Il secondo giorno uscì, vide due ebrei che litigavano e disse a quello che aveva torto: “Perché percuoti il tuo compagno?”. Quello rispose: “Chi ti ha costituito principe e giudice sopra di noi? Vuoi forse uccidermi come uccidesti l’egiziano?”. Allora Moshè ebbe paura e disse: “Certo la cosa è nota”. Quando il faraone udì il fatto, cercò di uccidere Moshè, ma Moshè fuggì dalla presenza del faraone, e si fermò nel paese di Midiàn e si mise seduto presso un pozzo.” [Es. 2:11-15]

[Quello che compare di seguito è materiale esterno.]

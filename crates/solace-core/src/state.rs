//! Device-scoped persistent state.
//!
//! [`DeviceState`] is the single owner of the values that outlive one
//! operation: key material, the migration flag and the device id. It is
//! created by the application root and shared into the key manager and the
//! orchestrator.

use std::sync::Arc;

use base64::engine::general_purpose::STANDARD;
use base64::Engine;
use serde::de::DeserializeOwned;
use serde::Serialize;
use uuid::Uuid;

use crate::crypto::key::SALT_LENGTH;
use crate::error::{Result, SolaceError};
use crate::storage::keys;
use crate::storage::LocalStore;

pub struct DeviceState {
    store: Arc<dyn LocalStore>,
}

impl DeviceState {
    pub fn new(store: Arc<dyn LocalStore>) -> Self {
        Self { store }
    }

    /// The underlying local store.
    pub fn local(&self) -> &dyn LocalStore {
        self.store.as_ref()
    }

    /// Read and parse a JSON value.
    pub fn read_json<T: DeserializeOwned>(&self, key: &str) -> Result<Option<T>> {
        match self.store.get(key)? {
            Some(raw) => serde_json::from_str(&raw).map(Some).map_err(|e| {
                SolaceError::Serialization(format!("Local value {} is malformed: {}", key, e))
            }),
            None => Ok(None),
        }
    }

    /// Serialize and store a JSON value.
    pub fn write_json<T: Serialize + ?Sized>(&self, key: &str, value: &T) -> Result<()> {
        let raw = serde_json::to_string(value)?;
        self.store.set(key, &raw)
    }

    /// Read a JSON array collection; absent means empty.
    pub fn read_collection<T: DeserializeOwned>(&self, key: &str) -> Result<Vec<T>> {
        Ok(self.read_json::<Vec<T>>(key)?.unwrap_or_default())
    }

    /// The API key stored as a bare string, if any.
    pub fn standalone_api_key(&self) -> Result<Option<String>> {
        Ok(self
            .store
            .get(keys::GEMINI_API_KEY)?
            .map(|raw| raw.trim().to_string())
            .filter(|raw| !raw.is_empty()))
    }

    // --- Migration flag ---

    pub fn is_migrated(&self) -> Result<bool> {
        Ok(self.store.get(keys::MIGRATED_TO_REMOTE)?.as_deref() == Some("true"))
    }

    pub fn mark_migrated(&self) -> Result<()> {
        self.store.set(keys::MIGRATED_TO_REMOTE, "true")
    }

    // --- Device identity ---

    /// The device id, generated and persisted on first use.
    pub fn device_id(&self) -> Result<String> {
        if let Some(existing) = self.store.get(keys::DEVICE_ID)? {
            if !existing.trim().is_empty() {
                return Ok(existing);
            }
        }
        let device_id = format!("device_{}", Uuid::new_v4().simple());
        self.store.set(keys::DEVICE_ID, &device_id)?;
        Ok(device_id)
    }

    // --- Key material ---

    pub(crate) fn exported_key(&self) -> Result<Option<String>> {
        self.store.get(keys::ENCRYPTION_KEY)
    }

    pub(crate) fn set_exported_key(&self, exported: &str) -> Result<()> {
        self.store.set(keys::ENCRYPTION_KEY, exported)
    }

    pub(crate) fn salt(&self) -> Result<Option<[u8; SALT_LENGTH]>> {
        let Some(encoded) = self.store.get(keys::KEY_SALT)? else {
            return Ok(None);
        };
        let raw = STANDARD
            .decode(encoded.trim().as_bytes())
            .map_err(|e| SolaceError::KeyUnavailable(format!("Stored salt is not base64: {}", e)))?;
        let salt: [u8; SALT_LENGTH] = raw.as_slice().try_into().map_err(|_| {
            SolaceError::KeyUnavailable(format!(
                "Stored salt must be {} bytes (got {})",
                SALT_LENGTH,
                raw.len()
            ))
        })?;
        Ok(Some(salt))
    }

    pub(crate) fn set_salt(&self, salt: &[u8; SALT_LENGTH]) -> Result<()> {
        self.store.set(keys::KEY_SALT, &STANDARD.encode(salt))
    }

    pub(crate) fn set_password_enabled(&self) -> Result<()> {
        self.store.set(keys::PASSWORD_ENABLED, "true")
    }

    pub fn password_enabled(&self) -> Result<bool> {
        Ok(self.store.get(keys::PASSWORD_ENABLED)?.as_deref() == Some("true"))
    }

    /// Delete the key, the salt and the password flag.
    pub(crate) fn clear_key_material(&self) -> Result<()> {
        self.store.remove(keys::ENCRYPTION_KEY)?;
        self.store.remove(keys::KEY_SALT)?;
        self.store.remove(keys::PASSWORD_ENABLED)
    }
}

impl std::fmt::Debug for DeviceState {
    fn fmt(&self, f: &mut std::fmt::Formatter<'_>) -> std::fmt::Result {
        f.debug_struct("DeviceState").finish_non_exhaustive()
    }
}

#[cfg(test)]
mod tests {
    use super::*;
    use crate::storage::MemoryLocalStore;

    fn state() -> DeviceState {
        DeviceState::new(Arc::new(MemoryLocalStore::new()))
    }

    #[test]
    fn test_migration_flag_defaults_to_unset() {
        let state = state();
        assert!(!state.is_migrated().unwrap());
        state.mark_migrated().unwrap();
        assert!(state.is_migrated().unwrap());
    }

    #[test]
    fn test_device_id_is_stable() {
        let state = state();
        let first = state.device_id().unwrap();
        assert!(first.starts_with("device_"));
        assert_eq!(state.device_id().unwrap(), first);
    }

    #[test]
    fn test_salt_round_trip_and_clear() {
        let state = state();
        assert_eq!(state.salt().unwrap(), None);

        let salt = [9u8; SALT_LENGTH];
        state.set_salt(&salt).unwrap();
        state.set_password_enabled().unwrap();
        state.set_exported_key("{}").unwrap();
        assert_eq!(state.salt().unwrap(), Some(salt));

        state.clear_key_material().unwrap();
        assert_eq!(state.salt().unwrap(), None);
        assert_eq!(state.exported_key().unwrap(), None);
        assert!(!state.password_enabled().unwrap());
    }

    #[test]
    fn test_malformed_salt_is_key_unavailable() {
        let state = state();
        state.local().set(keys::KEY_SALT, "c2hvcnQ=").unwrap();
        assert!(matches!(
            state.salt(),
            Err(SolaceError::KeyUnavailable(_))
        ));
    }

    #[test]
    fn test_malformed_collection_is_serialization_error() {
        let state = state();
        state.local().set(keys::MOOD_HISTORY, "{oops").unwrap();
        let result = state.read_collection::<serde_json::Value>(keys::MOOD_HISTORY);
        assert!(matches!(result, Err(SolaceError::Serialization(_))));
    }
}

La prima cosa che colpisce è che il gesto di Moshè sia conosciuto. Chi mai ha potuto diffondere la notizia? Forse un testimone non visto. Ma vi è una persona di cui sappiamo per certo che era presente, si tratta dell’ebreo che Moshè salva dalla violenza dell’egiziano. Tutti gli indizi vanno in questa direzione. In effetti, l’essere debitori nei confronti di qualcuno e dover mantenere la gratitudine è, per alcuni, un peso insostenibile. Qualcosa di simile avviene quando il nuovo faraone egiziano “non conosce Giuseppe”, e con lui tutto l’Egitto preferisce dimenticare il ruolo dell’illustre viceré ebreo salvatore del paese. Moshè impara che spesso sono proprio le persone che hanno ricevuto aiuto a danneggiare chi le ha aiutate, a ribellarsi alla dipendenza che la gratitudine comporta, per potersi finalmente liberare del peso di dover essere riconoscenti. Anche perché il fatto di puntare il dito sulle inevitabili mancanze dell’altro, della persona che nei loro confronti si trova in condizione di superiorità, li distrae dalle loro mancanze e libera l’oggetto della gratitudine dalla perniciosa idealizzazione che caratterizza da sempre questo tipo di relazione. Tutto il popolo ebraico, una volta uscito dall’Egitto, si comporterà in tal modo con la sua guida, e con la Trascendenza stessa. Quindi Moshè, e con lui ogni educatore e ogni leader, deve imparare questa amara lezione fin dall’inizio del suo percorso.

L’arte di riconoscere che siamo essenzialmente in debito, è molto delicata. Perché va esercitata in maniera raffinata, conservando la coscienza di quanto ricevuto senza mai cadere nell’idealizzazione, della fonte di quel che abbiamo ricevuto. Quando ciò accade, il peso diviene insostenibile e genererà un comportamento come quello appena visto. Ma la causa è sempre da ricercarsi nella mancanza di equilibrio di chi ha ricevuto, raramente di chi ha dato.

Non è un caso che la parola yehudì, ebreo, significhi proprio “colui che riconosce/è grato”. La vita ebraica si propone infatti di costruire un cammino ragionato di apprendimento di tale disciplina, l’arte di ricevere con gratitudine realistica, la cui alternativa è l’idolatria del sé o dell’altro da sé.